Mr Ayres said Newcastle was in the running to win such support, but he was not ready to announce a funding package yet.
"The fund's available for all airlines; it's not Sydney-specific," he said.
"We'll continue our discussions with Singapore Airlines about Newcastle.
"We're particularly interested in being able to get Scoot to fly into Newcastle.
"We're seeing Singapore Airlines later today ... and we'll be talking further with them about Newcastle."
The fund is designed to encourage airlines who quit NSW during the pandemic to restore services into Sydney and regional areas.
"Where airlines are looking at regional locations, we're very optimistic about what the Hunter provides," Mr Ayres said.
The federal government has committed $121 million to upgrade the Newcastle Airport runway and terminal to international standard but does not yet have a contract with an international carrier.
"The upgrades to Newcastle Airport do make a substantial difference around what aircraft can land there," Mr Ayres said.

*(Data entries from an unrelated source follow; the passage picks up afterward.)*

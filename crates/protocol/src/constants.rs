/// HTTP endpoints exposed by the storage service.
#[derive(Debug, Clone, Copy, PartialEq, Eq, Hash)]
pub enum Endpoint {
    /// `POST /upload/`: appends one multipart chunk to the named file.
    Upload,
    /// `GET /download/{name}`: streams a stored file.
    Download,
    /// `GET /search/?file_name=`: case-insensitive substring match.
    Search,
    /// `GET /files/`: lists every stored file.
    Files,
}

impl Endpoint {
    /// Returns the request path (with trailing slash where the service expects one).
    pub fn path(self) -> &'static str {
        match self {
            Endpoint::Upload => "/upload/",
            Endpoint::Download => "/download/",
            Endpoint::Search => "/search/",
            Endpoint::Files => "/files/",
        }
    }
}

/// Multipart field carrying the chunk bytes.
pub const UPLOAD_FILE_FIELD: &str = "file";

/// Multipart field carrying the 1-based part number.
pub const PART_NUMBER_FIELD: &str = "part_number";

/// Multipart field carrying the total number of parts.
pub const TOTAL_PARTS_FIELD: &str = "total_parts";

/// Query parameter used by the search endpoint.
pub const SEARCH_QUERY_PARAM: &str = "file_name";

#[cfg(test)]
mod tests {
    use super::*;

    #[test]
    fn endpoint_paths() {
        assert_eq!(Endpoint::Upload.path(), "/upload/");
        assert_eq!(Endpoint::Download.path(), "/download/");
        assert_eq!(Endpoint::Search.path(), "/search/");
        assert_eq!(Endpoint::Files.path(), "/files/");
    }
}
//! Data types for the upload flow.

use std::fmt;
use std::str::FromStr;
use std::time::Duration;

use filedrop_protocol::UploadProgress;
use serde::{Deserialize, Serialize};

/// What the sequencer does when a chunk fails to transmit.
#[derive(Debug, Clone, Copy, Default, PartialEq, Eq, Serialize, Deserialize)]
#[serde(rename_all = "lowercase")]
pub enum FailurePolicy {
    /// Stop at the first failed chunk and report `FailedAtChunk`.
    #[default]
    Abort,
    /// Log the failure and keep sending the remaining chunks.
    ///
    /// The stored file will have a gap wherever a chunk was skipped.
    Continue,
}

impl FromStr for FailurePolicy {
    type Err = String;

    fn from_str(s: &str) -> Result<Self, Self::Err> {
        match s.to_ascii_lowercase().as_str() {
            "abort" => Ok(FailurePolicy::Abort),
            "continue" => Ok(FailurePolicy::Continue),
            other => Err(format!(
                "unknown failure policy '{other}' (expected 'abort' or 'continue')"
            )),
        }
    }
}

impl fmt::Display for FailurePolicy {
    fn fmt(&self, f: &mut fmt::Formatter<'_>) -> fmt::Result {
        match self {
            FailurePolicy::Abort => f.write_str("abort"),
            FailurePolicy::Continue => f.write_str("continue"),
        }
    }
}

/// Why an upload stopped at a chunk.
#[derive(Debug, Clone, PartialEq, Eq)]
pub enum FailureReason {
    /// The transmitter reported a transport failure.
    Network(String),
    /// The chunk's bytes could not be read from the local source.
    Read(String),
    /// The session refused a state transition.
    Session(String),
}

impl fmt::Display for FailureReason {
    fn fmt(&self, f: &mut fmt::Formatter<'_>) -> fmt::Result {
        match self {
            FailureReason::Network(detail) => write!(f, "network error: {detail}"),
            FailureReason::Read(detail) => write!(f, "read error: {detail}"),
            FailureReason::Session(detail) => write!(f, "session error: {detail}"),
        }
    }
}

/// Terminal result of one upload session.
#[derive(Debug, Clone, PartialEq, Eq)]
pub enum UploadOutcome {
    Completed,
    FailedAtChunk { index: usize, reason: FailureReason },
    Cancelled,
}

impl UploadOutcome {
    pub fn is_completed(&self) -> bool {
        matches!(self, UploadOutcome::Completed)
    }
}

/// Outcome plus the final session snapshot.
///
/// `progress` tells the caller how far the upload got: completed chunk count,
/// bytes sent, and every chunk index that failed (several under
/// [`FailurePolicy::Continue`]).
#[derive(Debug, Clone, PartialEq)]
pub struct UploadReport {
    pub outcome: UploadOutcome,
    pub progress: UploadProgress,
}

impl UploadReport {
    /// Number of chunks the service acknowledged.
    pub fn chunks_sent(&self) -> usize {
        self.progress.completed_chunks
    }

    /// Indices of chunks that failed to transmit.
    pub fn failed_chunks(&self) -> &[usize] {
        &self.progress.failed_chunks
    }

    /// `true` only if the outcome is `Completed` and no chunk was skipped.
    pub fn is_intact(&self) -> bool {
        self.outcome.is_completed() && self.progress.failed_chunks.is_empty()
    }
}

/// Event emitted while an upload runs.
#[derive(Debug, Clone, PartialEq)]
pub enum UploadEvent {
    Started {
        upload_id: String,
        target: String,
        total_chunks: usize,
        total_bytes: u64,
    },
    /// A chunk was acknowledged.
    Progress {
        upload_id: String,
        chunk: usize,
        total_chunks: usize,
        transferred_bytes: u64,
        total_bytes: u64,
        bytes_per_second: f64,
        eta: Option<Duration>,
    },
    /// A chunk failed and was skipped under [`FailurePolicy::Continue`].
    ChunkSkipped {
        upload_id: String,
        chunk: usize,
        error: String,
    },
    Completed {
        upload_id: String,
        target: String,
    },
    Failed {
        upload_id: String,
        target: String,
        chunk: usize,
        error: String,
    },
    Cancelled {
        upload_id: String,
        target: String,
    },
}

#[cfg(test)]
mod tests {
    use super::*;

    #[test]
    fn policy_defaults_to_abort() {
        assert_eq!(FailurePolicy::default(), FailurePolicy::Abort);
    }

    #[test]
    fn policy_from_str() {
        assert_eq!("abort".parse::<FailurePolicy>(), Ok(FailurePolicy::Abort));
        assert_eq!(
            "Continue".parse::<FailurePolicy>(),
            Ok(FailurePolicy::Continue)
        );
        assert!("retry".parse::<FailurePolicy>().is_err());
    }

    #[test]
    fn policy_serde_lowercase() {
        assert_eq!(
            serde_json::to_string(&FailurePolicy::Continue).unwrap(),
            "\"continue\""
        );
        let parsed: FailurePolicy = serde_json::from_str("\"abort\"").unwrap();
        assert_eq!(parsed, FailurePolicy::Abort);
    }

    #[test]
    fn reason_display() {
        let r = FailureReason::Network("connection refused".into());
        assert_eq!(r.to_string(), "network error: connection refused");
    }
}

"There's been a number of trade delegations, particularly interested in energy production, coming to the Hunter, but we also see the Hunter as a really strong tourism market.
"It's a high-yield market, so you're not talking about lower-cost travellers. You're talking about travellers spending higher dollars.
"Being able to reduce travel times by two, three hours does make a substantial difference with a direct flight into that location."
Mr Ayres said tourism and the Hunter's industrial base would drive visitor numbers.
"We think we'll have a big impact on being able to attract further tourism investment into the Hunter.
"So there's lots of reasons why we'd be continuing to promote Newcastle as a site for international airlines.
"What drives activity into Newcastle from an international perspective is going to be tourism and the industries that are based around Newcastle, so energy, defence are going to be critical."
The Hunter delegation, which includes Newcastle lord mayor Nuatali Nelmes, Port Stephens mayor Ryan Palmer, Dr Cock, airport chair Kirby Clark and Business Hunter boss Bob Hawes, attended a cocktail reception at the Singapore High Commissioner's house on Monday night with Mr Ayres.
Cr Nelmes and Cr Palmer presented keys to the city to six prominent Singaporeans who attended University of Newcastle on Colombo Plan scholarships in the 1970s and 1980s, including former health, transport and national development minister Dr Khaw Boon Wan.
The delegation members have also met with Destination NSW staff in Singapore and local business and industry leaders.